BMC Gastroenterology | |
CD63-positive extracellular vesicles are potential diagnostic biomarkers of pancreatic ductal adenocarcinoma | |
Haruki Odaka1  Keiko Hiemori1  Hiroaki Tateno1  Asako Shimoda2  Kazunari Akiyoshi2  | |
[1] Cellular and Molecular Biotechnology Research Institute, National Institute of Advanced Industrial Science and Technology;Department of Polymer Chemistry, Graduate School of Engineering, Kyoto University; | |
关键词: Pancreatic ductal adenocarcinoma; Extracellular vesicle; CD63; Platelet; Exosome; Biomarker; | |
DOI : 10.1186/s12876-022-02228-7 | |
来源: DOAJ |
【 摘 要 】
Abstract Background Pancreatic ductal adenocarcinoma (PDAC) is one of the deadliest gastrointestinal cancers with a 5-year survival rate of less than 10%. Biomarkers for early PDAC detection are useful in treating patients with PDAC. Extracellular vesicles (EVs) are lipid-bound vesicles that are potential biomarkers of various diseases such as PDAC. In this study, we quantitatively measured the serum levels of EVs (CD63+-EVs) or platelet-derived EVs (CD41+- and CD61+-EVs) and evaluated their potential use as biomarkers of PDAC. Methods We measured the serum levels of CD63+-, CD41+-, CD61+-EVs using sandwich enzyme-linked immunosorbent assay based on Tim4 with specificity for phosphatidylserine on EVs in age- and sex-matched healthy controls (HCs, n = 39) and patients with PDAC (n = 39).
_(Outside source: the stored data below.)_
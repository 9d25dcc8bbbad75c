// benches/proxy_bench.rs
//! Proxy creation and interception benchmarks

use criterion::{black_box, criterion_group, criterion_main, Criterion};
use proxylab::{MethodCall, ProxyConfig, ProxyMaker, ProxyOptions, TypeRegistry, TypeSpec};
use serde_json::json;
use std::sync::Arc;

fn bench_proxy_creation(c: &mut Criterion) {
    let types = TypeRegistry::new();
    let widget = types
        .define(
            TypeSpec::class("Widget")
                .method_with_body("size", 0, |_, _| Ok(json!(3)))
                .constructor(|_| Ok(())),
        )
        .unwrap();
    let maker = ProxyMaker::new(Arc::clone(&types), ProxyConfig::default());

    c.bench_function("create_proxy_subclass_path", |b| {
        b.iter(|| {
            let result = maker
                .create_proxy(
                    black_box(widget),
                    &[],
                    Arc::new(|_: MethodCall| Ok(json!(0))),
                    ProxyOptions::default().with_default_constructor(),
                )
                .unwrap();
            result.cancel();
        })
    });
}

fn bench_intercepted_invocation(c: &mut Criterion) {
    let types = TypeRegistry::new();
    let widget = types
        .define(
            TypeSpec::class("Widget")
                .method_with_body("size", 0, |_, _| Ok(json!(3)))
                .constructor(|_| Ok(())),
        )
        .unwrap();
    let maker = ProxyMaker::new(Arc::clone(&types), ProxyConfig::default());
    let result = maker
        .create_proxy(
            widget,
            &[],
            Arc::new(|_: MethodCall| Ok(json!(42))),
            ProxyOptions::default().with_default_constructor(),
        )
        .unwrap();
    let proxy = result.value().clone();

    c.bench_function("intercepted_invocation", |b| {
        b.iter(|| proxy.invoke(black_box("size"), &[]).unwrap())
    });
}

criterion_group!(benches, bench_proxy_creation, bench_intercepted_invocation);
criterion_main!(benches);
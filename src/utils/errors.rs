// src/utils/errors.rs
//! Error taxonomy for proxy construction and interception
//!
//! Every collaborator failure is wrapped into a `ProxyError` variant that
//! identifies the phase it happened in (subclassing vs instantiation), with
//! the original cause chained underneath. Diagnostic conditions (e.g. final
//! methods that cannot be intercepted in degraded mode) are logged, never
//! raised.

use crate::model::TypeId;
use std::fmt;
use thiserror::Error;

/// Convenience result alias used throughout the crate.
pub type Result<T> = std::result::Result<T, ProxyError>;

/// Why a type was rejected before any mutation took place.
#[derive(Debug, Clone, Copy, PartialEq, Eq)]
pub enum NotProxyableReason {
    /// Primitive type kinds cannot be proxied.
    Primitive,

    /// Array type kinds cannot be proxied.
    Array,

    /// Member of the fixed excluded set (type-system root, primitive
    /// wrappers, the string type).
    Excluded,

    /// Final type requested together with extra capabilities: no subtype
    /// can be generated to carry them.
    FinalWithCapabilities,
}

impl fmt::Display for NotProxyableReason {
    fn fmt(&self, f: &mut fmt::Formatter<'_>) -> fmt::Result {
        let s = match self {
            Self::Primitive => "primitive",
            Self::Array => "array",
            Self::Excluded => "excluded",
            Self::FinalWithCapabilities => "final-with-extra-capabilities",
        };
        f.write_str(s)
    }
}

/// Errors surfaced by the proxy construction engine.
#[derive(Debug, Error)]
pub enum ProxyError {
    /// The request is categorically invalid; nothing was mutated.
    #[error("type '{type_name}' cannot be proxied ({reason})")]
    NotProxyable {
        type_name: String,
        reason: NotProxyableReason,
    },

    /// The subclassing collaborator failed; any transformation already
    /// performed has been reversed.
    #[error("subclass generation failed for '{type_name}'")]
    SubclassGeneration {
        type_name: String,
        #[source]
        source: anyhow::Error,
    },

    /// Instantiation failed under the chosen strategy; any transformation
    /// already performed has been reversed.
    #[error("instantiation failed for '{type_name}'")]
    Instantiation {
        type_name: String,
        #[source]
        source: anyhow::Error,
    },

    /// A method invocation on a live proxy failed.
    #[error("invocation of '{method}' failed")]
    Invocation {
        method: String,
        #[source]
        source: anyhow::Error,
    },

    /// A type id that is not present in the type registry.
    #[error("unknown type id {0:?}")]
    UnknownType(TypeId),

    /// An invalid type definition was submitted to the registry.
    #[error("invalid type definition: {0}")]
    Definition(String),
}
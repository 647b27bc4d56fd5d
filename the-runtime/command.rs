//! External commands used by the print and clipboard providers.

use std::{
  borrow::Cow,
  io::{
    self,
    Write,
  },
  process::{
    Child,
    Command as ProcessCommand,
    Stdio,
  },
};

use ropey::Rope;
use serde::{
  Deserialize,
  Serialize,
};

#[derive(Debug, Clone, Serialize, Deserialize, PartialEq, Eq)]
pub struct ExternalCommand {
  pub command: Cow<'static, str>,
  #[serde(default)]
  pub args:    Vec<Cow<'static, str>>,
}

impl ExternalCommand {
  pub fn new(
    command: impl Into<Cow<'static, str>>,
    args: impl IntoIterator<Item = impl Into<Cow<'static, str>>>,
  ) -> Self {
    Self {
      command: command.into(),
      args:    args.into_iter().map(Into::into).collect(),
    }
  }

  /// Copy with every `placeholder` in the arguments replaced by `value`.
  pub fn substitute(&self, placeholder: &str, value: &str) -> Self {
    Self {
      command: self.command.clone(),
      args:    self
        .args
        .iter()
        .map(|arg| Cow::Owned(arg.replace(placeholder, value)))
        .collect(),
    }
  }

  /// Run the command, piping `input` to its stdin. With `capture_output` the
  /// command's stdout is returned as UTF-8 text. A non-zero exit is an error.
  ///
  /// The child is always waited on, also when feeding its stdin fails.
  pub fn execute(&self, input: Option<&Rope>, capture_output: bool) -> io::Result<Option<String>> {
    let stdin = if input.is_some() {
      Stdio::piped()
    } else {
      Stdio::null()
    };
    let stdout = if capture_output {
      Stdio::piped()
    } else {
      Stdio::null()
    };

    tracing::debug!(command = %self.command, "spawning command");
    let mut child = ProcessCommand::new(&*self.command)
      .args(self.args.iter().map(|arg| &**arg))
      .stdin(stdin)
      .stdout(stdout)
      .stderr(Stdio::null())
      .spawn()?;

    if let Some(input) = input {
      if let Err(err) = write_input(&mut child, input) {
        let _ = child.kill();
        let _ = child.wait();
        return Err(err);
      }
    }

    let output = child.wait_with_output()?;
    if !output.status.success() {
      return Err(io::Error::other(format!(
        "`{}` exited with {}",
        self.command, output.status
      )));
    }

    if !capture_output {
      return Ok(None);
    }
    String::from_utf8(output.stdout)
      .map(Some)
      .map_err(|err| io::Error::new(io::ErrorKind::InvalidData, err))
  }
}

/// Feed `input` to the child and close its stdin so it sees EOF.
fn write_input(child: &mut Child, input: &Rope) -> io::Result<()> {
  let mut stdin = child
    .stdin
    .take()
    .ok_or_else(|| io::Error::other("command has no stdin"))?;
  for chunk in input.chunks() {
    stdin.write_all(chunk.as_bytes())?;
  }
  Ok(())
}

#[cfg(all(test, unix))]
mod tests {
  use super::*;

  #[test]
  fn captures_output() {
    let cat = ExternalCommand::new("cat", Vec::<String>::new());
    let out = cat.execute(Some(&Rope::from("a\r\nb")), true).unwrap();
    assert_eq!(out.as_deref(), Some("a\r\nb"));

    let echo = ExternalCommand::new("echo", ["{word}"]).substitute("{word}", "hi");
    assert_eq!(echo.execute(None, true).unwrap().as_deref(), Some("hi\n"));
    assert_eq!(echo.execute(None, false).unwrap(), None);
  }

  #[test]
  fn failures() {
    let fail = ExternalCommand::new("sh", ["-c", "exit 3"]);
    let err = fail.execute(None, false).unwrap_err();
    assert!(err.to_string().contains("exited with"));

    let missing = ExternalCommand::new("/nonexistent/tool", Vec::<String>::new());
    assert!(missing.execute(None, false).is_err());
  }

  #[test]
  fn child_that_ignores_stdin_is_reaped() {
    // Larger than any pipe buffer, so the write fails once the child exits.
    let input = Rope::from("x".repeat(4 << 20));
    let quitter = ExternalCommand::new("sh", ["-c", "exit 0"]);
    assert!(quitter.execute(Some(&input), false).is_err());
  }
}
We also examined the effect of tumor burden on the serum EV levels after surgical resection (n = 28). CA19-9, a clinical PDAC biomarker, was also measured for comparison. Results Serum levels of CD63+-EVs, CD41+-EVs, and CD61+-EVs were significantly increased in patients with PDAC compared to HCs. Receiver operating characteristic analysis revealed that CD63+-EVs exhibited the highest diagnostic performance to discriminate patients with PDAC from HCs (area under the curve (AUC): 0.846), which was comparable to CA19-9 (AUC: 0.842). CA19-9 showed lower AUC values in early stages (I–II, AUC: 0.814) than in late stages (III–IV, AUC: 0.883) PDAC. Conversely, CD63+-EVs, CD41+-EVs, and CD61+-EVs showed comparable AUCs between early- and late-stage PDAC. The combined use of CA19-9 and CD63+-EVs showed a higher diagnostic performance for early-stage PDAC (AUC: 0.903) than CA19-9. The serum levels of CD63+-EVs, CD41+-EVs, CD61+-EVs, and CA19-9 decreased significantly after surgical resection, demonstrating that EVs are increased in sera of patients depending on the tumor burden. Conclusions The serum levels of CD63+-EVs and platelet-derived EVs (CD41+-EVs, CD61+-EVs) are increased in patients with PDAC than HCs. Since CD63+-EVs showed a high AUC to discriminate patients with PDAC from HCs; they might be useful as potential biomarkers for PDAC.